NP postmodernism stutters

Otto Sell o.sell at telda.net
Sun Feb 11 17:07:29 CST 2001


from the D & G-list:

This essay ruined my Sunday . . .
http://www.anu.edu.au/HRC/first_and_last/works/realer.htm

Massumi reminds us of "Blade Runner" (one of my favorite luddite-movies with
one of my favorite Dutch actors, Rutger Hauer as the monster, the monster's
monologue near the end of the movie, echoing "Frankenstein"), the best
argument against cloning and modeling humanity to any kind of simulacrum I
can think of: "if only you could see what I have seen with your eyes" - but
turned onto ourselves again this is a reasonable complaint against our
limited lifespan we could speak out if faced with our creator ("What if God
was one of us").


REALER THAN REAL
The Simulacrum According to Deleuze and Guattari
Brian Massumi.
Originally published in Copyright no.1, 1987.

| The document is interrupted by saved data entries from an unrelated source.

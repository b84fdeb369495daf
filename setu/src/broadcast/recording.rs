//! In-memory sink for testing

use super::DatagramSink;
use crate::error::{Error, Result};
use std::io;

/// Keeps every payload it is given
///
/// Can be told to fail the next N sends to exercise error handling.
#[derive(Debug, Default)]
pub struct RecordingSink {
    sent: Vec<Vec<u8>>,
    fail_next: usize,
}

impl RecordingSink {
    pub fn new() -> Self {
        Self::default()
    }

    /// Fail the next `count` sends with a socket-layer error
    pub fn fail_next(&mut self, count: usize) {
        self.fail_next = count;
    }

    /// Payloads delivered so far, oldest first
    pub fn sent(&self) -> &[Vec<u8>] {
        &self.sent
    }

    pub fn into_sent(self) -> Vec<Vec<u8>> {
        self.sent
    }
}

impl DatagramSink for RecordingSink {
    fn send(&mut self, payload: &[u8]) -> Result<()> {
        if self.fail_next > 0 {
            self.fail_next -= 1;
            return Err(Error::Send(io::Error::new(
                io::ErrorKind::NetworkUnreachable,
                "network unreachable",
            )));
        }
        self.sent.push(payload.to_vec());
        Ok(())
    }
}
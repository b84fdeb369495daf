//! Byte sources feeding the frame synchronizer
//!
//! A source is anything that can block until a requested number of bytes
//! has arrived. Two real sources are provided, both built on [`StreamSource`]:
//!
//! | URL                         | Source                     |
//! |-----------------------------|----------------------------|
//! | `/dev/ttyUSB0`, `COM3`      | serial port                |
//! | `serial:///dev/ttyUSB0`     | serial port                |
//! | `tcp+raw://host:port`       | raw TCP (serial-over-LAN)  |
//!
//! [`MockSource`] replays injected bytes for tests.

use crate::config::SourceConfig;
use crate::error::{Error, Result};
use std::sync::Arc;
use std::sync::atomic::AtomicBool;
use url::Url;

mod mock;
mod serial;
mod stream;
mod tcp;

pub use mock::MockSource;
pub use serial::{SerialSource, open_serial};
pub use stream::StreamSource;
pub use tcp::{TcpSource, open_tcp};

/// Blocking byte source
pub trait ByteSource {
    /// Fill `buf` completely, blocking until every byte has arrived
    ///
    /// Returns the number of bytes written, which equals `buf.len()` for a
    /// well-behaved source. Fails with [`Error::SourceExhausted`] on end of
    /// stream or a read error.
    fn fill(&mut self, buf: &mut [u8]) -> Result<usize>;
}

impl<S: ByteSource + ?Sized> ByteSource for Box<S> {
    fn fill(&mut self, buf: &mut [u8]) -> Result<usize> {
        (**self).fill(buf)
    }
}

impl<S: ByteSource + ?Sized> ByteSource for &mut S {
    fn fill(&mut self, buf: &mut [u8]) -> Result<usize> {
        (**self).fill(buf)
    }
}

/// Parsed source location
#[derive(Debug, Clone, PartialEq, Eq)]
pub enum SourceUrl {
    /// Serial device path
    Serial(String),
    /// Raw TCP stream
    TcpRaw { host: String, port: u16 },
}

impl SourceUrl {
    /// Parse a device path or source URL
    ///
    /// Anything without a `scheme://` prefix is taken as a serial device path.
    pub fn parse(s: &str) -> Result<Self> {
        if s.is_empty() {
            return Err(Error::UnsupportedSource("empty source".to_string()));
        }
        if !s.contains("://") {
            return Ok(Self::Serial(s.to_string()));
        }

        let url = Url::parse(s).map_err(|e| Error::UnsupportedSource(format!("{}: {}", s, e)))?;

        match url.scheme() {
            "serial" => {
                // serial://COM3 puts the port name in the host position
                let path = match url.path() {
                    "" | "/" => url.host_str().unwrap_or_default(),
                    path => path,
                };
                if path.is_empty() {
                    return Err(Error::UnsupportedSource(format!(
                        "serial url requires a device path: {}",
                        s
                    )));
                }
                Ok(Self::Serial(path.to_string()))
            }
            "tcp+raw" => {
                let host = url.host_str().ok_or_else(|| {
                    Error::UnsupportedSource(format!("tcp+raw url requires a host: {}", s))
                })?;
                let port = url.port().ok_or_else(|| {
                    Error::UnsupportedSource(format!("tcp+raw url requires a port: {}", s))
                })?;
                Ok(Self::TcpRaw {
                    host: host.to_string(),
                    port,
                })
            }
            other => Err(Error::UnsupportedSource(format!(
                "url scheme {} not supported",
                other
            ))),
        }
    }
}

/// Open the source named in the configuration
///
/// `running` is polled between read timeouts; clearing it makes a pending
/// read fail with [`Error::Interrupted`].
pub fn open(config: &SourceConfig, running: Arc<AtomicBool>) -> Result<Box<dyn ByteSource + Send>> {
    let url = config
        .url
        .as_deref()
        .ok_or_else(|| Error::Config("no byte source configured".to_string()))?;

    match SourceUrl::parse(url)? {
        SourceUrl::Serial(path) => Ok(Box::new(open_serial(&path, config, running)?)),
        SourceUrl::TcpRaw { host, port } => Ok(Box::new(open_tcp(&host, port, config, running)?)),
    }
}
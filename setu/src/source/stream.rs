//! Blocking byte source over any `std::io::Read`
//!
//! The underlying reader is expected to return `TimedOut`/`WouldBlock` after a
//! short poll interval when no data is pending. Those are retried here so the
//! caller sees a plain blocking read, while the shutdown flag and the optional
//! stall timeout still get checked between polls.

use super::ByteSource;
use crate::error::{Error, Result};
use std::io::{ErrorKind, Read};
use std::sync::Arc;
use std::sync::atomic::{AtomicBool, Ordering};
use std::time::{Duration, Instant};

pub struct StreamSource<R> {
    reader: R,
    name: String,
    running: Arc<AtomicBool>,
    read_timeout: Option<Duration>,
}

impl<R: Read> StreamSource<R> {
    /// Wrap a reader
    ///
    /// # Arguments
    /// * `reader` - Underlying stream (serial port, TCP socket, ...)
    /// * `name` - Label used in error messages
    /// * `running` - Shutdown flag; a pending read fails once it is cleared
    pub fn new(reader: R, name: impl Into<String>, running: Arc<AtomicBool>) -> Self {
        Self {
            reader,
            name: name.into(),
            running,
            read_timeout: None,
        }
    }

    /// Fail with [`Error::SourceStalled`] after this long without any byte
    pub fn with_read_timeout(mut self, timeout: Option<Duration>) -> Self {
        self.read_timeout = timeout;
        self
    }
}

impl<R: Read> ByteSource for StreamSource<R> {
    fn fill(&mut self, buf: &mut [u8]) -> Result<usize> {
        let mut filled = 0;
        let mut idle_since = Instant::now();

        while filled < buf.len() {
            if !self.running.load(Ordering::Relaxed) {
                return Err(Error::Interrupted);
            }

            match self.reader.read(&mut buf[filled..]) {
                Ok(0) => {
                    return Err(Error::SourceExhausted(format!(
                        "{}: end of stream",
                        self.name
                    )));
                }
                Ok(n) => {
                    filled += n;
                    idle_since = Instant::now();
                }
                Err(e) if matches!(e.kind(), ErrorKind::TimedOut | ErrorKind::WouldBlock) => {
                    if let Some(limit) = self.read_timeout
                        && idle_since.elapsed() >= limit
                    {
                        return Err(Error::SourceStalled(limit));
                    }
                }
                Err(e) if e.kind() == ErrorKind::Interrupted => {}
                Err(e) => {
                    return Err(Error::SourceExhausted(format!("{}: {}", self.name, e)));
                }
            }
        }

        Ok(filled)
    }
}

"Our world, Jean Baudrillard tells us, has been launched into hyperspace in
a kind of postmodern apocalypse. We breathe an ether of floating images that
no longer bear a relation to any reality whatsoever. That, according to
Baudrillard, is simulation: the substitution of signs of the real for the
real. In hyperreality, signs no longer represent or refer to an external
model. They stand for nothing but themselves, and refer only to other signs.
They are to some extent distinguishable, in the way the phonemes of language
are, by a combinatory of minute binary distinctions. But postmodernism
stutters. In the absence of any gravitational pull to ground them, images
accelerate and tend to run together. They become interchangeable. Any term
can be substituted for any other: utter indetermination. (...) Meaning is
out of reach and out of sight, (...) Objects are images, images are signs,
signs are information, and information fits on a chip. Everything reduces to
a molecular binarism. (...) a theory of simulation can be extracted (...)
that can give us a start in analyzing our cultural condition under late
capitalism without landing us back with the dinosaurs or launching us into
hypercynicism.
(...) Ridley Scott's film Blade Runner shows that the ultimate enemy in this
war of ruse is the so-called "model" itself. The off-world replicants return
to earth not to blend in with the indigenous population, but to find the
secret of their built-in obsolescence so they can escape their bondage and
live full lives, and on their own terms. (...) : if only you could see what
I have seen with your eyes. (...) Every simulation takes as its point of
departure a regularized world comprising apparently stable identities or
territories.
(...) So what we are left with is a distinction not primarily between the
model and the copy, or the real and the imaginary, but between two modes of
simulation. (...) One, (...) is normative, regularizing, and reproductive.
It selects only certain properties of the entities it takes up: hard work,
loyalty, good parenting, etc. It creates a network of surface resemblances.
(...) It is not a question of Platonic copies, but of human replicants.
Every society creates a quasi-causal system of this kind. In capitalist
society the ultimate quasi-cause is capital itself,20 which is described by
Marx as a miraculating substance that arrogates all things to itself and
presents itself as first and final cause. This mode of simulation goes by
the name of "reality."
(...) The other mode of simulation is the one that turns against the entire
system of resemblance and replication. It is also distributive, but the
distribution it effects is not limitative. Rather than selecting only
certain properties, it selects them all, it multiplies potentials: not to be
human, but to be human plus. This kind of simulation is called "art." Art
also recreates a territory, but a territory that is not really territorial.
It is less like the earth with its gravitational grid than an interplanetary
space, a deterritorialized territory providing a possibility of movement in
all directions. Artists are replicants who have found the secret of their
obsolescence.

links:
http://www.anu.edu.au/HRC/first_and_last/links/massumi_works.htm


So the catastrophe already has taken place.
Maybe it's best to "sit back and laugh (but I fear tomorrow I'll be crying)"
[Epitaph, King Crimson].

"If God had long hair and a good tea.
And if his eyes were pretty glazed if he looks faced out.
Would you buy his story, would you believe he had an eye infection."